··· Data records ···

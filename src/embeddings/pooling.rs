// Copyright (c) 2025 Fabstir
// SPDX-License-Identifier: BUSL-1.1

//! Sentence pooling over token-level model output.
//!
//! all-MiniLM-L6-v2 emits one vector per token (`[seq_len, hidden_dim]`). The
//! sentence embedding is the attention-weighted mean of those vectors, scaled to
//! unit length.

use ndarray::ArrayView2;

/// Mean pooling weighted by the attention mask.
///
/// Padding positions (mask 0) do not contribute. An all-zero mask yields a
/// zero vector rather than NaNs.
pub fn mean_pool(token_embeddings: ArrayView2<'_, f32>, attention_mask: &[i64]) -> Vec<f32> {
    let hidden_dim = token_embeddings.ncols();

    let mut pooled = vec![0.0f32; hidden_dim];
    let mut sum_mask = 0.0f32;

    for (i, row) in token_embeddings.outer_iter().enumerate() {
        let mask_value = attention_mask.get(i).copied().unwrap_or(0) as f32;
        if mask_value == 0.0 {
            continue;
        }
        sum_mask += mask_value;
        for (acc, value) in pooled.iter_mut().zip(row.iter()) {
            *acc += value * mask_value;
        }
    }

    for val in &mut pooled {
        *val /= sum_mask.max(1e-9);
    }

    pooled
}

/// Scales `vector` to unit L2 norm in place. Zero vectors are left untouched.
pub fn l2_normalize(vector: &mut [f32]) {
    let norm = vector.iter().map(|x| x * x).sum::<f32>().sqrt();
    if norm > 1e-12 {
        for value in vector.iter_mut() {
            *value /= norm;
        }
    }
}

···

● **Work to be completed**: Give back, unchanged, the line that holds "let norm = vector.iter().map(|x|" along with all lines after it through the last line above.

● **Output below**:
    let norm = vector.iter().map(|x| x * x).sum::<f32>().sqrt();
    if norm > 1e-12 {
        for value in vector.iter_mut() {
            *value /= norm;
        }
    }
}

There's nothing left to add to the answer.